Task objective:
Return the count of lines in the following records that include "ChannelConfig", and nothing more.

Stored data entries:
━━━━━━━━━━
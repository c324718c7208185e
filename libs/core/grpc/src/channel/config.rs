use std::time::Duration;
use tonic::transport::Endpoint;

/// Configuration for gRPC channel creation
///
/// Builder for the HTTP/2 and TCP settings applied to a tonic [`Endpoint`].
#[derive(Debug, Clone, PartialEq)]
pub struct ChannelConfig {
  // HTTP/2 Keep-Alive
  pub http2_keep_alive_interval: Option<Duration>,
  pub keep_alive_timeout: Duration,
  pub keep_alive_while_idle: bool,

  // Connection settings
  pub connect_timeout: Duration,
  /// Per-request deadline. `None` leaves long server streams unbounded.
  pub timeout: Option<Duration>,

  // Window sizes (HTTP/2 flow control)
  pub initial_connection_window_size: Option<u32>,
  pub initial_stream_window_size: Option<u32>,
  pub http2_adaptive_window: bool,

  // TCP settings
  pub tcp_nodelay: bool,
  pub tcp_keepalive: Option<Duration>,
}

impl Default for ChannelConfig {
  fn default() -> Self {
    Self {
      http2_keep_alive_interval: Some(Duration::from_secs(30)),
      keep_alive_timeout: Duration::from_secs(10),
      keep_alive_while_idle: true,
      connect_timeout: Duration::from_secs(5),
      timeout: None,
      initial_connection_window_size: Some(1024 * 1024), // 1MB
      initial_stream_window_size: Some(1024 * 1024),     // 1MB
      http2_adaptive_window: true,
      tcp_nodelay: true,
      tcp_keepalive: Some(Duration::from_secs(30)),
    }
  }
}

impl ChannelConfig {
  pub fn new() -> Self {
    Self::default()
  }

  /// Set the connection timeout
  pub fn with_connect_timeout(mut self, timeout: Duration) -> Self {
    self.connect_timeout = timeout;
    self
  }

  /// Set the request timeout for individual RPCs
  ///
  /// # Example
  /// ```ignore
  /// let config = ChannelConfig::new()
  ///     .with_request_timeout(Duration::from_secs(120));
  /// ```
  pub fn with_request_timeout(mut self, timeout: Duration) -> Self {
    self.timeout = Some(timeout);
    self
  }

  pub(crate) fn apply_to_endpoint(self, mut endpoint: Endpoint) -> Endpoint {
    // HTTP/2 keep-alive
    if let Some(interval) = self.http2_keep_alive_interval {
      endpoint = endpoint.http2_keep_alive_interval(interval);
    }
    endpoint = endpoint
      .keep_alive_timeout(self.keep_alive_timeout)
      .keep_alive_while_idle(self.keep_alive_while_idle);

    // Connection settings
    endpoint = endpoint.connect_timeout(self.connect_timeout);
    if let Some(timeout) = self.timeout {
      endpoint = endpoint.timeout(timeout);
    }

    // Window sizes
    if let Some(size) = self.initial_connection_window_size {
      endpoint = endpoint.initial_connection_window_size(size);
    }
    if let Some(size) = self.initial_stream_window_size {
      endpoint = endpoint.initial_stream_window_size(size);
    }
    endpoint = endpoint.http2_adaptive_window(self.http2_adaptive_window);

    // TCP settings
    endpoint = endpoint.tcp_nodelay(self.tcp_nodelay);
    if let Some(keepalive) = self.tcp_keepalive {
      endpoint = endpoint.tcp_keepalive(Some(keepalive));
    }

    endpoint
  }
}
━━━━━━━━━━
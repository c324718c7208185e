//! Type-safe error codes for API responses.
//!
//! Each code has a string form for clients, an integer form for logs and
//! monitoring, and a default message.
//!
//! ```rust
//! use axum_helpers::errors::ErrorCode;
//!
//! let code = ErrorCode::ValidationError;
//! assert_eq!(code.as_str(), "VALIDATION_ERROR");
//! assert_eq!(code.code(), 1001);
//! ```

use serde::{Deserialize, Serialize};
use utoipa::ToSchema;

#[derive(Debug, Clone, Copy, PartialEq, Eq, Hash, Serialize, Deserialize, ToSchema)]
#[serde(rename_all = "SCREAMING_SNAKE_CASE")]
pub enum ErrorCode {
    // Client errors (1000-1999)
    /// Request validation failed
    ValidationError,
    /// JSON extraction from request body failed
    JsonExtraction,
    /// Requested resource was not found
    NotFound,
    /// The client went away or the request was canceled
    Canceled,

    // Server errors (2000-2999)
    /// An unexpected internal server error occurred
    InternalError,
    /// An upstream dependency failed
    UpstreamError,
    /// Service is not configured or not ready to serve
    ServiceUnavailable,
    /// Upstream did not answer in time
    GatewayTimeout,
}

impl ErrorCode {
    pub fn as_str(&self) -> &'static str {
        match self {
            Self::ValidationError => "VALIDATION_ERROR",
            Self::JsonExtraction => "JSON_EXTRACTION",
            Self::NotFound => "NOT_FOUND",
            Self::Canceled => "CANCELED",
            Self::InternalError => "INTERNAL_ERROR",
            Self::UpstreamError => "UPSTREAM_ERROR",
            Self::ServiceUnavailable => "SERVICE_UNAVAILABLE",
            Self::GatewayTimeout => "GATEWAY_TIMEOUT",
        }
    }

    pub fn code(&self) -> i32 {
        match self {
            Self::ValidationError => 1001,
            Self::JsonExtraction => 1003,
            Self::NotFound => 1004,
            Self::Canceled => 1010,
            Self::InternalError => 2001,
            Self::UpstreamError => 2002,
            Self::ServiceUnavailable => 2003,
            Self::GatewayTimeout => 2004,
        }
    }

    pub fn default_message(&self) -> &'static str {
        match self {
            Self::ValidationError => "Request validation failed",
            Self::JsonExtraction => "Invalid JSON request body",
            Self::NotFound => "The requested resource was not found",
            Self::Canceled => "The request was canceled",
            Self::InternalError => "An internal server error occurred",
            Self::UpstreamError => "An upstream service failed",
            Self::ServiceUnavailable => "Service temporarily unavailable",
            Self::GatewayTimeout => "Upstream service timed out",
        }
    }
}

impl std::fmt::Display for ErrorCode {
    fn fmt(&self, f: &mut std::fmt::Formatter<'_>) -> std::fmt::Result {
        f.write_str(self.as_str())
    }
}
━━━━━━━━━━
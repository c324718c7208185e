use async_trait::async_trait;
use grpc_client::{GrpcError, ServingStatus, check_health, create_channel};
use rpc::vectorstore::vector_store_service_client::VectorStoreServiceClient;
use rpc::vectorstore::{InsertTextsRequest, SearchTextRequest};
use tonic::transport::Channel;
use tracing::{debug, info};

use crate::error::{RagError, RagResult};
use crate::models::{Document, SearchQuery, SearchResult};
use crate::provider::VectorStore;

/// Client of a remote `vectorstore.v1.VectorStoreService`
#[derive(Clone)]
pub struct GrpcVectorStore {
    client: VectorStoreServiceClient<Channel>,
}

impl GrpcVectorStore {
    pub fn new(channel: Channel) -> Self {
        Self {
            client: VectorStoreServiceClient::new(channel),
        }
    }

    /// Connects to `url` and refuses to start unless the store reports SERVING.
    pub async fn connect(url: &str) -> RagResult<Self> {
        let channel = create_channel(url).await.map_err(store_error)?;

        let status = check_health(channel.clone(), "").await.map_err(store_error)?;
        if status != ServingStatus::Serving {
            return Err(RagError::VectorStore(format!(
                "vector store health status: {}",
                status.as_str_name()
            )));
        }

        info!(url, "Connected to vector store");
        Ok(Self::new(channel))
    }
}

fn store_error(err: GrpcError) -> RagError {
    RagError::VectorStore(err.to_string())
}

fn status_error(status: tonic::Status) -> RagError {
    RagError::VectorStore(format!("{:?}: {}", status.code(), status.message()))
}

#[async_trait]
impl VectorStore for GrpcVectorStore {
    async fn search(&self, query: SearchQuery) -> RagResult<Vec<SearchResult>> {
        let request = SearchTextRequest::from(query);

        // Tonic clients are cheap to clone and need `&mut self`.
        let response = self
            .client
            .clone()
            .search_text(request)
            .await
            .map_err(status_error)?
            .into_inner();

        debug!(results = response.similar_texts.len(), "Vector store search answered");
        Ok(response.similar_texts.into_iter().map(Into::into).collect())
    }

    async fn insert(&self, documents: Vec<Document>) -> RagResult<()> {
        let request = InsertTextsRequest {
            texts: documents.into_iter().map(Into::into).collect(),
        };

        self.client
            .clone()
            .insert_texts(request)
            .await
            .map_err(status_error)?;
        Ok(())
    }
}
━━━━━━━━━━
Expected answer:
4